Whatever you think Lamb is, check that expectation at the door. It’s not really a horror movie, it’s kind of but not completely a thriller, it’s sort of a domestic drama that might be science fiction? It’s like a science horror fairy thriller. From Icelandic director Valdimar Jóhannsson, who co-wrote the screenplay with Icelandic poet Sjón, Lamb defies expectations and makes space for itself somewhere in the realm of folklore-inspired creepy drama, like a less graphic Midsommar. It isn’t based on actual Icelandic folklore, but it feels like it could be part of a changeling story. Noomi Rapace stars as Maria, a woman who has lost a child only to get a second chance when a ewe on her remote sheep farm gives birth to a, well, changeling. “Ada” is a creature with a human body and a lamb’s head, with intelligence like that of a baby but staring out at the world from creepy sheep eyes. (Sheep and goats have the creepiest eyes, it is known.) 


Maria and her husband, Ingvar (Hilmir Snaer Gudnason), take Ada into their home and put her in the crib that once, presumably, belonged to their late daughter, also named Ada because this film, for all its quiet and solitude, is not actually subtle. It does not get more “man vs. nature” than Lamb, and Maria and Ingvar naming the sheep-child after their dead daughter is a huge red flag. But Ada is not herself dangerous. She’s just a baby sheep-child, eating and sleeping like all baby sheep-children. (Honestly, between Ada and Baby Annette, it’s been a big year for disconcerting children on film.) Her mother, though, slips out of the barn constantly to bleat at the house, obviously upset at being separated from her sheep-child. I’m not saying the sheep in Lamb are evil, but they DO have big Black Phillip energy.


Much of Lamb is a two-hander between Maria and Ingvar, and there is little dialogue as they are a well-established couple who work in harmony on their farm, which is as beautiful as it is harshly remote. This is a film where “not a lot happens”, so if slow, hauntingly beautiful drama with a restrained supernatural undercurrent isn’t your thing, Lamb is definitely not your bag. The dialogue, at least, picks up in act two—helpfully titled “Chapter II”—when Ingvar’s brother, Pétur (Björn Hlynur Haraldsson), a washed-up musician, arrives at the farm. An illicit past is hinted at between Pétur and Maria, but again, these characters are so well drawn that no one is having obvious conversations with one another. So many movies waste time on characters reminding each other events they should all recall, but the characters in Lamb truly feel like people who have known each other for a long time and have no need of meaningless small talk or pointless reminders of shared past events.

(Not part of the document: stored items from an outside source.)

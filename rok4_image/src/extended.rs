//! Extends an image by a fixed border on each side, needed so a resampling
//! kernel has a full footprint at the source image's edges.
//!
//! Border pixels are synthesised from the no-data value, never by mirroring
//! or replicating the edge row/column.

use crate::raster::{ImageSource, Raster};
use anyhow::{Result, bail};

pub struct ExtendedImage<S: ImageSource> {
	source: S,
	left: usize,
	top: usize,
	right: usize,
	bottom: usize,
	width: usize,
	height: usize,
}

impl<S: ImageSource> ExtendedImage<S> {
	/// # Errors
	/// Returns an error if the source has zero width or height.
	pub fn new(source: S, left: usize, top: usize, right: usize, bottom: usize) -> Result<Self> {
		if source.width() == 0 || source.height() == 0 {
			bail!("cannot pad an empty image");
		}
		let width = source.width() + left + right;
		let height = source.height() + top + bottom;
		Ok(Self { source, left, top, right, bottom, width, height })
	}
}

impl<S: ImageSource> ImageSource for ExtendedImage<S> {
	fn width(&self) -> usize {
		self.width
	}

	fn height(&self) -> usize {
		self.height
	}

	fn channels(&self) -> u8 {
		self.source.channels()
	}

	fn nodata(&self) -> &[f32] {
		self.source.nodata()
	}

	fn get_line(&mut self, y: usize) -> Result<Vec<f32>> {
		if y >= self.height {
			bail!("row {y} is out of range for a {}-row extended image", self.height);
		}
		let channels = self.channels() as usize;
		let nodata = self.source.nodata().to_vec();

		if y < self.top || y >= self.top + self.source.height() {
			return Ok(Raster::new_nodata(self.width, 1, channels as u8, nodata).row(0).to_vec());
		}

		let source_line = self.source.get_line(y - self.top)?;
		let mut out = Vec::with_capacity(self.width * channels);
		for _ in 0..self.left {
			out.extend_from_slice(&nodata);
		}
		out.extend_from_slice(&source_line);
		for _ in 0..self.right {
			out.extend_from_slice(&nodata);
		}
		Ok(out)
	}
}
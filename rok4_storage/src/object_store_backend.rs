//! S3-compatible object storage backend.
//!
//! Covers both plain S3 and Ceph RADOS pools exposed through Ceph's
//! S3-compatible RADOS gateway (RGW) — the same client, pointed at a
//! different endpoint. The original server talks to Ceph through `librados`
//! directly; no Rust binding for that native protocol is in use anywhere in
//! this codebase's dependency stack, and RGW is the standard way Ceph
//! clusters expose object pools to S3 clients, so it is the backend used
//! here for both `ROK4_S3_*` and `ROK4_CEPH_*` configuration.

use anyhow::{Context, Result, bail};
use async_trait::async_trait;
use object_store::aws::AmazonS3Builder;
use object_store::path::Path as ObjectPath;
use object_store::{GetOptions, GetRange, ObjectStore, PutPayload};
use rok4_core::Blob;
use rok4_geometry::LevelStorage;
use std::sync::Arc;

/// Configuration for an S3-compatible bucket.
pub struct ObjectStoreConfig {
	pub bucket: String,
	pub endpoint: Option<String>,
	pub region: Option<String>,
	pub access_key: String,
	pub secret_key: String,
}

/// Reads and writes tile objects in an S3-compatible bucket.
pub struct ObjectStoreBackend {
	store: Arc<dyn ObjectStore>,
	description: String,
}

impl std::fmt::Debug for ObjectStoreBackend {
	fn fmt(&self, f: &mut std::fmt::Formatter<'_>) -> std::fmt::Result {
		f.debug_struct("ObjectStoreBackend").field("description", &self.description).finish()
	}
}

impl ObjectStoreBackend {
	/// # Errors
	/// Returns an error if the bucket client cannot be built from `config`.
	pub fn new(config: ObjectStoreConfig) -> Result<Self> {
		let mut builder = AmazonS3Builder::new()
			.with_bucket_name(&config.bucket)
			.with_access_key_id(&config.access_key)
			.with_secret_access_key(&config.secret_key);
		if let Some(endpoint) = &config.endpoint {
			builder = builder.with_endpoint(endpoint).with_allow_http(endpoint.starts_with("http://"));
		}
		if let Some(region) = &config.region {
			builder = builder.with_region(region);
		}
		let description = format!(
			"s3://{}{}",
			config.bucket,
			config.endpoint.as_deref().map(|e| format!(" ({e})")).unwrap_or_default()
		);
		let store = builder.build().with_context(|| format!("building S3 client for bucket {}", config.bucket))?;
		Ok(Self { store: Arc::new(store), description })
	}
}

#[async_trait]
impl LevelStorage for ObjectStoreBackend {
	async fn read(&self, object: &str, offset: u64, length: u64) -> Result<Blob> {
		log::trace!("read {length} bytes at offset {offset} from {object} in {}", self.description);
		let path = ObjectPath::from(object);
		let range = GetRange::Bounded(offset..offset + length);
		let options = GetOptions { range: Some(range), ..Default::default() };
		let result = self
			.store
			.get_opts(&path, options)
			.await
			.with_context(|| format!("reading object {object} from {}", self.description))?;
		let bytes = result.bytes().await?;
		Ok(Blob::from(bytes.to_vec()))
	}

	async fn write(&self, object: &str, offset: u64, data: &Blob) -> Result<()> {
		if offset != 0 {
			bail!("object storage backend {} only supports whole-object writes, got offset {offset}", self.description);
		}
		let path = ObjectPath::from(object);
		self
			.store
			.put(&path, PutPayload::from_bytes(data.as_slice().to_vec().into()))
			.await
			.with_context(|| format!("writing object {object} to {}", self.description))?;
		Ok(())
	}

	async fn exists(&self, object: &str) -> Result<bool> {
		let path = ObjectPath::from(object);
		match self.store.head(&path).await {
			Ok(_) => Ok(true),
			Err(object_store::Error::NotFound { .. }) => Ok(false),
			Err(err) => Err(err).with_context(|| format!("checking object {object} in {}", self.description)),
		}
	}

	fn describe(&self) -> String {
		self.description.clone()
	}
}

#[cfg(test)]
mod tests {
	use super::*;

	#[test]
	fn describe_names_bucket_and_rgw_endpoint() {
		let backend = ObjectStoreBackend::new(ObjectStoreConfig {
			bucket: "pyramids".into(),
			endpoint: Some("https://ceph-rgw.example.com".into()),
			region: None,
			access_key: "key".into(),
			secret_key: "secret".into(),
		})
		.unwrap();
		let description = backend.describe();
		assert!(description.contains("pyramids"));
		assert!(description.contains("ceph-rgw.example.com"));
	}

	#[test]
	fn describe_plain_s3_has_no_endpoint_suffix() {
		let backend = ObjectStoreBackend::new(ObjectStoreConfig {
			bucket: "pyramids".into(),
			endpoint: None,
			region: Some("eu-west-1".into()),
			access_key: "key".into(),
			secret_key: "secret".into(),
		})
		.unwrap();
		assert_eq!(backend.describe(), "s3://pyramids");
	}
}
use std::path::Path;

use axum::{
    extract::Extension,
    http::{header, HeaderValue, Method},
    routing::{get, post, put},
    Router,
};
use tower_http::{
    cors::{AllowOrigin, CorsLayer},
    services::{ServeDir, ServeFile},
    trace::TraceLayer,
};

use crate::controllers::{
    event_controller::*, movie_controller::*, show_controller::*, theater_controller::*,
    user_controller::*,
};
use crate::state::AppState;

/// Builds the API router. Unmatched GETs are served from `static_dir`,
/// falling back to its `index.html`.
pub fn router(state: AppState, static_dir: &Path, allowed_origin: Option<HeaderValue>) -> Router {
    let spa = ServeDir::new(static_dir).fallback(ServeFile::new(static_dir.join("index.html")));

    let origin = match allowed_origin {
        Some(origin) => AllowOrigin::exact(origin),
        None => AllowOrigin::any(),
    };

    Router::new()
        .route("/signup", post(signup))
        .route("/users", get(load_users))
        .route("/user", get(login))
        .route("/admin", get(admin_login))
        .route("/user/{id}", put(update_user).delete(delete_user))
        .route("/movies", get(load_movies).post(add_movie))
        .route(
            "/movies/{id}",
            get(load_movie).patch(update_movie).delete(delete_movie),
        )
        .route("/theaters", get(load_theaters).post(add_theater))
        .route(
            "/theaters/{id}",
            get(load_theater).patch(update_theater).delete(delete_theater),
        )
        .route("/shows", get(load_shows).post(add_show))
        .route(
            "/shows/{id}",
            get(load_show).patch(update_show).delete(delete_show),
        )
        .route("/shows/movie/{movie_id}", get(load_show_by_movie))
        .route("/events", get(load_events).post(add_event))
        .route(
            "/events/{id}",
            get(load_event).put(update_event).delete(delete_event),
        )
        .route(
            "/events/{id}/participants",
            get(load_participants)
                .post(add_participant)
                .delete(remove_participant),
        )
        .fallback_service(spa)
        .layer(TraceLayer::new_for_http())
        .layer(
            CorsLayer::new()
                .allow_methods([
                    Method::GET,
                    Method::POST,
                    Method::PUT,
                    Method::PATCH,
                    Method::DELETE,
                    Method::OPTIONS,
                ])
                .allow_origin(origin)
                .allow_headers([header::CONTENT_TYPE]),
        )
        .layer(Extension(state))
}
//! Document store access.
//!
//! Handlers talk to the database through [`DocumentStore`], a small
//! collection-scoped surface over BSON documents. [`MongoStore`] backs it with
//! the mongodb driver; [`InMemoryStore`] keeps everything in process and is
//! what the test suite runs against. [`Collection`] adds typed access on top.

use async_trait::async_trait;
use mongodb::bson::{self, oid::ObjectId, Bson, Document};
use thiserror::Error;

mod collection;
mod memory;
mod mongo;

pub use collection::Collection;
pub use memory::InMemoryStore;
pub use mongo::MongoStore;

pub type StoreResult<T> = Result<T, StoreError>;

#[derive(Debug, Error)]
pub enum StoreError {
    #[error("database error: {0}")]
    Driver(#[from] mongodb::error::Error),

    #[error("failed to encode document: {0}")]
    Serialization(#[from] bson::ser::Error),

    #[error("failed to decode document: {0}")]
    Deserialization(#[from] bson::de::Error),

    #[error("insert into {0} returned a non-ObjectId identifier")]
    UnexpectedInsertedId(String),

    #[error("in-memory store lock poisoned")]
    Poisoned,
}

#[derive(Debug, Clone, Copy, PartialEq, Eq, Default)]
pub enum SortOrder {
    #[default]
    Asc,
    Desc,
}

impl SortOrder {
    pub fn direction(self) -> i32 {
        match self {
            SortOrder::Asc => 1,
            SortOrder::Desc => -1,
        }
    }
}

#[derive(Debug, Clone, PartialEq)]
pub struct Sort {
    pub field: String,
    pub order: SortOrder,
}

/// Filter, sort and window for a multi-document read.
///
/// Filters are equality matches. A dotted key such as `participants.email`
/// descends into embedded documents and matches any element of an array.
#[derive(Debug, Clone, Default)]
pub struct FindQuery {
    pub filter: Document,
    pub sort: Option<Sort>,
    pub skip: u64,
    pub limit: Option<i64>,
}

impl FindQuery {
    pub fn all() -> Self {
        Self::default()
    }
}

/// Single-document modification.
#[derive(Debug, Clone, PartialEq)]
pub enum Update {
    /// Overwrite the given top-level fields, leaving the rest untouched.
    Set(Document),
    /// Append `value` to the array at `field`, creating it when missing.
    Push { field: String, value: Bson },
    /// Remove the first element of the array at `field` whose `key` equals
    /// `value`. Later elements with the same value stay.
    RemoveFirst {
        field: String,
        key: String,
        value: Bson,
    },
}

#[derive(Debug, Clone, Copy, PartialEq, Eq, Default)]
pub struct UpdateOutcome {
    pub matched: u64,
    pub modified: u64,
}

#[async_trait]
pub trait DocumentStore: Send + Sync {
    async fn insert_one(&self, collection: &str, document: Document) -> StoreResult<ObjectId>;

    async fn find_one(&self, collection: &str, filter: Document) -> StoreResult<Option<Document>>;

    async fn find_many(&self, collection: &str, query: FindQuery) -> StoreResult<Vec<Document>>;

    async fn update_one(
        &self,
        collection: &str,
        filter: Document,
        update: Update,
    ) -> StoreResult<UpdateOutcome>;

    /// Returns the number of deleted documents (0 or 1).
    async fn delete_one(&self, collection: &str, filter: Document) -> StoreResult<u64>;

    async fn ping(&self) -> StoreResult<()>;
}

At first, Pétur is put off by Ada, seeing her as more of a sheep, less of a child. But eventually he is won over by her odd charm and he accepts her as a sheep-child. Is this movie weird? Deeply! But it’s so committed to the premise that Lamb carries it off, much as the equally weird, though very different, Annette pulls off the puppet baby gimmick. That commitment matters in the third act, when the sh-t starts to hit the fan. Lamb is a film about family, about mothering, about the things we do to protect what we love, but it’s also about human parents taking in an Other child, and that never goes well for people in fairytales. Maria and Ingvar welcome Ada into their home and their hearts, but she isn’t actually their child, and when dealing with the fair folk, there is always a price. Lamb’s minimalist approach to its invented folklore suits its low-key domestic drama, which plays neither past hurts nor tragedy for big emotion. This is a contained, almost suppressed film in tone and style, but if you can roll with both its quiet intimacy and its wild premise, it’s a strange and rewarding tale of family and love. And sheep.

Lamb opens exclusively in theaters from October 8, 2021.